## EXERCISE REQUIREMENTS
Would you copy every line of the listing below that includes the word "currently"?
***** DATA EXCERPTS *****
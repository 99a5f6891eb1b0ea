use std::cell::RefCell;
use std::fmt;
use std::rc::Rc;

use indexmap::IndexMap;

use crate::ast::Stmt;
use crate::interpreter::builtins::Builtin;
use crate::interpreter::environment::Environment;

/// Runtime value. Primitives copy on assignment; lists, functions and
/// object instances share identity, so mutation through one alias is
/// visible through every other.
#[derive(Clone)]
pub enum Value {
    Null,
    Bool(bool),
    Number(f64),
    Str(Rc<str>),
    List(Rc<RefCell<Vec<Value>>>),
    Function(Rc<Function>),
    Object(Rc<RefCell<ObjectInstance>>),
    /// A builtin resolved through the native table.
    Native(Rc<Builtin>),
}

pub struct Function {
    pub name: String,
    pub params: Vec<String>,
    pub body: Vec<Stmt>,
    /// Environment chain captured at the definition point. Shared by
    /// every call and every nested closure.
    pub env: Rc<Environment>,
}

impl fmt::Debug for Function {
    fn fmt(&self, f: &mut fmt::Formatter<'_>) -> fmt::Result {
        write!(f, "<function {}>", self.name)
    }
}

/// Extensible record used by the domain layer on top of the core. The
/// core only moves these around; `type()` reports the tag.
#[derive(Debug)]
pub struct ObjectInstance {
    pub type_tag: String,
    pub properties: IndexMap<String, Value>,
}

impl ObjectInstance {
    pub fn new(type_tag: impl Into<String>) -> Self {
        ObjectInstance {
            type_tag: type_tag.into(),
            properties: IndexMap::new(),
        }
    }
}

impl Value {
    pub fn str(s: impl AsRef<str>) -> Value {
        Value::Str(Rc::from(s.as_ref()))
    }

    pub fn list(items: Vec<Value>) -> Value {
        Value::List(Rc::new(RefCell::new(items)))
    }

    pub fn type_name(&self) -> String {
        match self {
            Value::Null => "null".to_string(),
            Value::Bool(_) => "boolean".to_string(),
            Value::Number(_) => "number".to_string(),
            Value::Str(_) => "string".to_string(),
            Value::List(_) => "list".to_string(),
            Value::Function(_) | Value::Native(_) => "function".to_string(),
            Value::Object(obj) => obj.borrow().type_tag.clone(),
        }
    }

    /// `false`, `null`, `0`, `""` and `[]` are falsy; everything else
    /// is truthy.
    pub fn is_truthy(&self) -> bool {
        match self {
            Value::Null => false,
            Value::Bool(b) => *b,
            Value::Number(n) => *n != 0.0,
            Value::Str(s) => !s.is_empty(),
            Value::List(items) => !items.borrow().is_empty(),
            Value::Function(_) | Value::Object(_) | Value::Native(_) => true,
        }
    }

    pub fn as_number(&self) -> Option<f64> {
        match self {
            Value::Number(n) => Some(*n),
            _ => None,
        }
    }

    /// Standard string conversion, as used by `echo`, `toString` and
    /// string concatenation. Strings come out bare; inside lists they
    /// are quoted.
    pub fn to_output_string(&self) -> String {
        match self {
            Value::Str(s) => s.to_string(),
            other => other.to_display_string(),
        }
    }

    fn to_display_string(&self) -> String {
        self.display_with(&mut Vec::new())
    }

    /// `visited` holds the lists currently being rendered on the path
    /// down from the root; re-encountering one means the list is cyclic
    /// and the inner occurrence prints as `[...]`.
    fn display_with(&self, visited: &mut Vec<*const RefCell<Vec<Value>>>) -> String {
        match self {
            Value::Null => "null".to_string(),
            Value::Bool(b) => b.to_string(),
            Value::Number(n) => format_number(*n),
            Value::Str(s) => format!("\"{}\"", s),
            Value::List(items) => {
                let cell = Rc::as_ptr(items);
                if visited.contains(&cell) {
                    return "[...]".to_string();
                }
                visited.push(cell);
                let parts: Vec<String> = items
                    .borrow()
                    .iter()
                    .map(|v| v.display_with(visited))
                    .collect();
                visited.pop();
                format!("[{}]", parts.join(", "))
            }
            Value::Function(f) => format!("<function {}>", f.name),
            Value::Native(b) => format!("<function {}>", b.name),
            Value::Object(obj) => {
                let obj = obj.borrow();
                format!("<{}>", obj.type_tag)
            }
        }
    }

    /// Structural list comparison that terminates on cycles. `visited`
    /// holds the pairs currently being compared higher up the path; a
    /// pair met again is part of a cycle and cannot disprove equality,
    /// so it answers equal.
    fn eq_with(
        &self,
        other: &Value,
        visited: &mut Vec<(*const RefCell<Vec<Value>>, *const RefCell<Vec<Value>>)>,
    ) -> bool {
        match (self, other) {
            (Value::List(a), Value::List(b)) => {
                if Rc::ptr_eq(a, b) {
                    return true;
                }
                let pair = (Rc::as_ptr(a), Rc::as_ptr(b));
                if visited.contains(&pair) {
                    return true;
                }
                visited.push(pair);
                let (a, b) = (a.borrow(), b.borrow());
                let result =
                    a.len() == b.len() && a.iter().zip(b.iter()).all(|(x, y)| x.eq_with(y, visited));
                visited.pop();
                result
            }
            (Value::Null, Value::Null) => true,
            (Value::Bool(a), Value::Bool(b)) => a == b,
            (Value::Number(a), Value::Number(b)) => a == b,
            (Value::Str(a), Value::Str(b)) => a == b,
            (Value::Function(a), Value::Function(b)) => Rc::ptr_eq(a, b),
            (Value::Object(a), Value::Object(b)) => Rc::ptr_eq(a, b),
            (Value::Native(a), Value::Native(b)) => a.name == b.name,
            _ => false,
        }
    }
}

/// Whole numbers print without a decimal point.
pub fn format_number(n: f64) -> String {
    if n.fract() == 0.0 && n.is_finite() && n.abs() < 1e15 {
        format!("{:.0}", n)
    } else {
        n.to_string()
    }
}

impl PartialEq for Value {
    fn eq(&self, other: &Self) -> bool {
        self.eq_with(other, &mut Vec::new())
    }
}

impl fmt::Debug for Value {
    fn fmt(&self, f: &mut fmt::Formatter<'_>) -> fmt::Result {
        f.write_str(&self.to_display_string())
    }
}

impl fmt::Display for Value {
    fn fmt(&self, f: &mut fmt::Formatter<'_>) -> fmt::Result {
        f.write_str(&self.to_output_string())
    }
}
pub mod ast;
pub mod diagnostic;
pub mod interpreter;
pub mod lexer;
pub mod token;
pub mod value;

pub use diagnostic::{Diagnostic, DiagnosticKind};
pub use interpreter::{
    execute, ArgShape, CommandForm, CommandRegistry, EventRecord, Execution, Interpreter,
    LoadError, Parser, RuntimeError,
};
pub use lexer::Lexer;
pub use value::Value;
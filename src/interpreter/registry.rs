//! Keyword-indexed registration table for command statements. The
//! parser consults it for any statement whose leading word is not part
//! of the core grammar; the evaluator consults the matching handler
//! table. The standard vocabulary is registered through the same calls
//! the domain layer uses to add its own forms.

use indexmap::IndexMap;

/// One slot of a command's argument pattern.
#[derive(Debug, Clone, PartialEq)]
pub enum ArgShape {
    /// Any expression, evaluated by the handler.
    Expr,
    /// An assignment target (bare name, `$` name, property or index
    /// path).
    Lvalue,
    /// A raw word captured as a string, not resolved as a variable.
    Word,
    /// A fixed connective word such as `by` or `to`, required and
    /// discarded.
    Particle(String),
}

#[derive(Debug, Clone, PartialEq)]
pub struct CommandForm {
    pub keyword: String,
    pub shape: Vec<ArgShape>,
}

impl CommandForm {
    pub fn new(keyword: impl Into<String>, shape: Vec<ArgShape>) -> Self {
        CommandForm {
            keyword: keyword.into(),
            shape,
        }
    }
}

#[derive(Debug, Clone, Default)]
pub struct CommandRegistry {
    forms: IndexMap<String, CommandForm>,
}

impl CommandRegistry {
    pub fn empty() -> Self {
        CommandRegistry::default()
    }

    /// The core action vocabulary.
    pub fn standard() -> Self {
        let mut registry = CommandRegistry::default();
        registry.register(CommandForm::new("echo", vec![ArgShape::Expr]));
        registry.register(CommandForm::new("say", vec![ArgShape::Expr]));
        registry.register(CommandForm::new(
            "increase",
            vec![
                ArgShape::Lvalue,
                ArgShape::Particle("by".to_string()),
                ArgShape::Expr,
            ],
        ));
        registry.register(CommandForm::new(
            "decrease",
            vec![
                ArgShape::Lvalue,
                ArgShape::Particle("by".to_string()),
                ArgShape::Expr,
            ],
        ));
        registry.register(CommandForm::new(
            "add",
            vec![
                ArgShape::Expr,
                ArgShape::Particle("to".to_string()),
                ArgShape::Expr,
            ],
        ));
        registry.register(CommandForm::new(
            "remove",
            vec![
                ArgShape::Expr,
                ArgShape::Particle("from".to_string()),
                ArgShape::Expr,
            ],
        ));
        registry
    }

    /// Later registrations replace earlier ones under the same keyword.
    pub fn register(&mut self, form: CommandForm) {
        self.forms.insert(form.keyword.clone(), form);
    }

    pub fn form(&self, keyword: &str) -> Option<&CommandForm> {
        self.forms.get(keyword)
    }

    pub fn contains(&self, keyword: &str) -> bool {
        self.forms.contains_key(keyword)
    }
}
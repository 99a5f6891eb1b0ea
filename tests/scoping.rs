//! Name resolution: lexical chain, globals, natives, and the write
//! rules at block and function boundaries.

mod common;

use common::{output_of, run};
use hazel::DiagnosticKind;
use indoc::indoc;

// =============================================================================
// BLOCK FRAMES
// =============================================================================

#[test]
fn test_blocks_are_transparent_for_existing_names() {
    let source = indoc! {"
        set x to 1
        if true:
            set x to 2
        echo x
    "};
    assert_eq!(output_of(source), vec!["2"]);
}

#[test]
fn test_names_first_set_in_a_block_do_not_escape() {
    let source = indoc! {"
        if true:
            set y to 9
        echo y
    "};
    let result = run(source);
    assert_eq!(result.diagnostics[0].kind, DiagnosticKind::ReferenceError);
    assert_eq!(result.output, vec!["null"]);
}

#[test]
fn test_loop_body_accumulates_into_outer_name() {
    let source = indoc! {"
        set total to 0
        set i to 0
        while i < 5:
            set total to total + i
            set i to i + 1
        echo total
    "};
    assert_eq!(output_of(source), vec!["10"]);
}

// =============================================================================
// FUNCTION BOUNDARIES
// =============================================================================

#[test]
fn test_function_writes_shadow_instead_of_mutating() {
    let source = indoc! {r#"
        set x to "outer"
        function f:
            set x to "inner"
            echo x
        f()
        echo x
    "#};
    assert_eq!(output_of(source), vec!["inner", "outer"]);
}

#[test]
fn test_read_before_write_sees_the_outer_value() {
    let source = indoc! {r#"
        set x to "outer"
        function f:
            echo x
            set x to "inner"
            echo x
        f()
        echo x
    "#};
    assert_eq!(output_of(source), vec!["outer", "inner", "outer"]);
}

#[test]
fn test_globals_cross_function_boundaries() {
    let source = indoc! {"
        set $score to 0
        function bump:
            set $score to $score + 1
        bump()
        bump()
        echo $score
    "};
    assert_eq!(output_of(source), vec!["2"]);
}

#[test]
fn test_undefined_global_is_a_reference_error() {
    let result = run("echo $nope\n");
    assert_eq!(result.diagnostics[0].kind, DiagnosticKind::ReferenceError);
}

// =============================================================================
// CLOSURES
// =============================================================================

#[test]
fn test_closures_share_their_defining_frame() {
    let source = indoc! {"
        set fns to []
        set i to 0
        while i < 3:
            function report:
                return i
            append(fns, report)
            set i to i + 1
        echo fns[0]()
        echo fns[1]()
        echo fns[2]()
    "};
    // All three closures observe the loop counter's final value.
    assert_eq!(output_of(source), vec!["3", "3", "3"]);
}

#[test]
fn test_closure_keeps_its_frame_alive_after_the_call_returns() {
    let source = indoc! {"
        function counter:
            set n to 41
            function peek:
                return n + 1
            return peek
        set p to counter()
        echo p()
    "};
    assert_eq!(output_of(source), vec!["42"]);
}

// =============================================================================
// NATIVE TIER
// =============================================================================

#[test]
fn test_local_definitions_shadow_natives() {
    let source = indoc! {r#"
        function len(xs):
            return "mine"
        echo len([1, 2])
    "#};
    assert_eq!(output_of(source), vec!["mine"]);
}

#[test]
fn test_natives_resolve_when_nothing_shadows_them() {
    assert_eq!(output_of("echo len(\"abc\")\n"), vec!["3"]);
}
/// Prompt-to-reply function backing `ask`. `None` means the source is
/// exhausted; `ask` then yields `""`.
pub type InputSource = Box<dyn FnMut(&str) -> Option<String>>;

/// Hook consumed by the domain layer. A returned statement block runs
/// immediately in the current environment.
pub type EventHook = Box<dyn FnMut(&EventRecord) -> Option<Vec<Stmt>>>;

/// Passed through the event hook untouched; the core does not interpret
/// the kind or name beyond delivering them.
#[derive(Debug, Clone)]
pub struct EventRecord {
    pub kind: String,
    pub name: String,
    pub bindings: Vec<(String, Value)>,
}

/// Everything a run produced, in order.
#[derive(Debug)]
pub struct Execution {
    pub output: Vec<String>,
    pub diagnostics: Vec<Diagnostic>,
    /// Value of the last top-level expression statement, if any.
    pub value: Option<Value>,
}

/// One-shot convenience: lex, parse and run with default I/O.
pub fn execute(source: &str) -> Execution {
    let mut interpreter = Interpreter::new();
    interpreter.run_source(source);
    interpreter.into_execution()
}

pub struct Interpreter {
    env: Rc<Environment>,
    globals: Rc<Globals>,
    builtins: Rc<BuiltinRegistry>,
    registry: CommandRegistry,
    handlers: IndexMap<String, CommandHandler>,
    /// name -> deadline on the logical tick clock.
    timers: IndexMap<String, u64>,
    clock: u64,
    call_depth: usize,
    diagnostics: Vec<Diagnostic>,
    output: Vec<String>,
    input: Option<InputSource>,
    on_event: Option<EventHook>,
    last_value: Option<Value>,
}

const MAX_CALL_DEPTH: usize = 256;

impl Default for Interpreter {
    fn default() -> Self {
        Interpreter::new()
    }
}
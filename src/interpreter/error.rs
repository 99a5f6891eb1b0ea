use thiserror::Error;

use crate::diagnostic::{Diagnostic, DiagnosticKind};
use crate::token::Pos;

/// Fatal load-time failure. Any one of these aborts loading before a
/// single statement executes.
#[derive(Debug, Clone, PartialEq, Error)]
#[error("{message} (line {line}, column {column})")]
pub struct LoadError {
    pub kind: LoadErrorKind,
    pub message: String,
    /// Parse errors only: the token kinds that would have been accepted.
    pub expected: Vec<String>,
    pub found: Option<String>,
    pub line: u32,
    pub column: u32,
}

#[derive(Debug, Clone, Copy, PartialEq, Eq)]
pub enum LoadErrorKind {
    Lex,
    Indentation,
    Parse,
}

impl LoadError {
    pub fn lex(message: impl Into<String>, pos: Pos) -> Self {
        LoadError {
            kind: LoadErrorKind::Lex,
            message: message.into(),
            expected: Vec::new(),
            found: None,
            line: pos.line,
            column: pos.column,
        }
    }

    pub fn indentation(message: impl Into<String>, pos: Pos) -> Self {
        LoadError {
            kind: LoadErrorKind::Indentation,
            message: message.into(),
            expected: Vec::new(),
            found: None,
            line: pos.line,
            column: pos.column,
        }
    }

    pub fn parse(message: impl Into<String>, pos: Pos) -> Self {
        LoadError {
            kind: LoadErrorKind::Parse,
            message: message.into(),
            expected: Vec::new(),
            found: None,
            line: pos.line,
            column: pos.column,
        }
    }

    pub fn with_expected(mut self, expected: impl Into<String>) -> Self {
        self.expected.push(expected.into());
        self
    }

    pub fn with_found(mut self, found: impl Into<String>) -> Self {
        self.found = Some(found.into());
        self
    }

    pub fn to_diagnostic(&self) -> Diagnostic {
        let kind = match self.kind {
            LoadErrorKind::Lex => DiagnosticKind::LexError,
            LoadErrorKind::Indentation => DiagnosticKind::IndentationError,
            LoadErrorKind::Parse => DiagnosticKind::ParseError,
        };
        let mut message = self.message.clone();
        if !self.expected.is_empty() {
            message.push_str(&format!(" (expected {}", self.expected.join(" or ")));
            if let Some(found) = &self.found {
                message.push_str(&format!(", found {}", found));
            }
            message.push(')');
        }
        Diagnostic::new(kind, message, self.line, self.column)
    }
}

/// Non-fatal runtime fault. Recorded as a diagnostic; the offending
/// expression evaluates to `null` and the program keeps running.
#[derive(Debug, Clone, PartialEq, Error)]
pub enum RuntimeError {
    #[error("TypeError: {message} (line {line}, column {column})")]
    Type { message: String, line: u32, column: u32 },
    #[error("ReferenceError: {message} (line {line}, column {column})")]
    Reference { message: String, line: u32, column: u32 },
    #[error("RangeError: {message} (line {line}, column {column})")]
    Range { message: String, line: u32, column: u32 },
    #[error("DivisionError: {message} (line {line}, column {column})")]
    Division { message: String, line: u32, column: u32 },
}

impl RuntimeError {
    pub fn type_error(message: impl Into<String>, pos: Pos) -> Self {
        RuntimeError::Type {
            message: message.into(),
            line: pos.line,
            column: pos.column,
        }
    }

    pub fn reference(message: impl Into<String>, pos: Pos) -> Self {
        RuntimeError::Reference {
            message: message.into(),
            line: pos.line,
            column: pos.column,
        }
    }

    pub fn range(message: impl Into<String>, pos: Pos) -> Self {
        RuntimeError::Range {
            message: message.into(),
            line: pos.line,
            column: pos.column,
        }
    }

    pub fn division(message: impl Into<String>, pos: Pos) -> Self {
        RuntimeError::Division {
            message: message.into(),
            line: pos.line,
            column: pos.column,
        }
    }

    pub fn to_diagnostic(&self) -> Diagnostic {
        let (kind, message, line, column) = match self {
            RuntimeError::Type { message, line, column } => {
                (DiagnosticKind::TypeError, message, line, column)
            }
            RuntimeError::Reference { message, line, column } => {
                (DiagnosticKind::ReferenceError, message, line, column)
            }
            RuntimeError::Range { message, line, column } => {
                (DiagnosticKind::RangeError, message, line, column)
            }
            RuntimeError::Division { message, line, column } => {
                (DiagnosticKind::DivisionError, message, line, column)
            }
        };
        Diagnostic::new(kind, message.clone(), *line, *column)
    }
}
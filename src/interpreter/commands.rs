//! Evaluator-side half of the command extension point: one handler per
//! registered keyword. The standard vocabulary lives here; the domain
//! layer adds its own pairs through `Interpreter::register_command`.

use std::rc::Rc;

use indexmap::IndexMap;

use crate::ast::CommandArg;
use crate::interpreter::error::RuntimeError;
use crate::interpreter::evaluator::Interpreter;
use crate::token::Pos;
use crate::value::Value;

pub type CommandHandler = Rc<dyn Fn(&mut Interpreter, &[CommandArg], Pos) -> Result<(), RuntimeError>>;

pub(crate) fn standard_handlers() -> IndexMap<String, CommandHandler> {
    let mut handlers: IndexMap<String, CommandHandler> = IndexMap::new();
    let echo_handler: CommandHandler = Rc::new(echo);
    handlers.insert("echo".to_string(), echo_handler.clone());
    handlers.insert("say".to_string(), echo_handler);
    let inc: CommandHandler = Rc::new(|i, args, pos| adjust(i, args, pos, "increase", 1.0));
    handlers.insert("increase".to_string(), inc);
    let dec: CommandHandler = Rc::new(|i, args, pos| adjust(i, args, pos, "decrease", -1.0));
    handlers.insert("decrease".to_string(), dec);
    let add_handler: CommandHandler = Rc::new(add);
    handlers.insert("add".to_string(), add_handler);
    let remove_handler: CommandHandler = Rc::new(remove);
    handlers.insert("remove".to_string(), remove_handler);
    handlers
}

/// Writes exactly one record to the output sink, faults included: an
/// erroring argument degrades to `null` and still prints.
fn echo(interp: &mut Interpreter, args: &[CommandArg], pos: Pos) -> Result<(), RuntimeError> {
    let Some(CommandArg::Expr(expr)) = args.first() else {
        return Err(RuntimeError::type_error("echo needs a value", pos));
    };
    let value = interp.evaluate(expr);
    interp.write_output(value.to_output_string());
    Ok(())
}

fn adjust(
    interp: &mut Interpreter,
    args: &[CommandArg],
    pos: Pos,
    keyword: &str,
    sign: f64,
) -> Result<(), RuntimeError> {
    let (Some(CommandArg::Lvalue(target)), Some(CommandArg::Expr(amount))) =
        (args.first(), args.get(1))
    else {
        return Err(RuntimeError::type_error(
            format!("malformed '{}' command", keyword),
            pos,
        ));
    };
    let current = interp.eval(target)?;
    let amount = interp.eval(amount)?;
    match (current.as_number(), amount.as_number()) {
        (Some(current), Some(amount)) => {
            interp.assign_to(target, Value::Number(current + sign * amount));
            Ok(())
        }
        _ => Err(RuntimeError::type_error(
            format!(
                "{} needs numbers, got {} and {}",
                keyword,
                current.type_name(),
                amount.type_name()
            ),
            pos,
        )),
    }
}

fn two_exprs<'a>(
    args: &'a [CommandArg],
    keyword: &str,
    pos: Pos,
) -> Result<(&'a crate::ast::Expr, &'a crate::ast::Expr), RuntimeError> {
    match (args.first(), args.get(1)) {
        (Some(CommandArg::Expr(a)), Some(CommandArg::Expr(b))) => Ok((a, b)),
        _ => Err(RuntimeError::type_error(
            format!("malformed '{}' command", keyword),
            pos,
        )),
    }
}

fn add(interp: &mut Interpreter, args: &[CommandArg], pos: Pos) -> Result<(), RuntimeError> {
    let (value_expr, target_expr) = two_exprs(args, "add", pos)?;
    let value = interp.eval(value_expr)?;
    let target = interp.eval(target_expr)?;
    match target {
        Value::List(items) => {
            items.borrow_mut().push(value);
            Ok(())
        }
        other => Err(RuntimeError::type_error(
            format!("cannot add to {}", other.type_name()),
            pos,
        )),
    }
}

/// Removes the first structurally-equal element; absent is a no-op.
fn remove(interp: &mut Interpreter, args: &[CommandArg], pos: Pos) -> Result<(), RuntimeError> {
    let (value_expr, target_expr) = two_exprs(args, "remove", pos)?;
    let value = interp.eval(value_expr)?;
    let target = interp.eval(target_expr)?;
    match target {
        Value::List(items) => {
            let position = items.borrow().iter().position(|v| *v == value);
            if let Some(i) = position {
                items.borrow_mut().remove(i);
            }
            Ok(())
        }
        other => Err(RuntimeError::type_error(
            format!("cannot remove from {}", other.type_name()),
            pos,
        )),
    }
}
*****
## SOLUTION TO THIS TASK
    /// `visited` holds the lists currently being rendered on the path
    /// holds the pairs currently being compared higher up the path; a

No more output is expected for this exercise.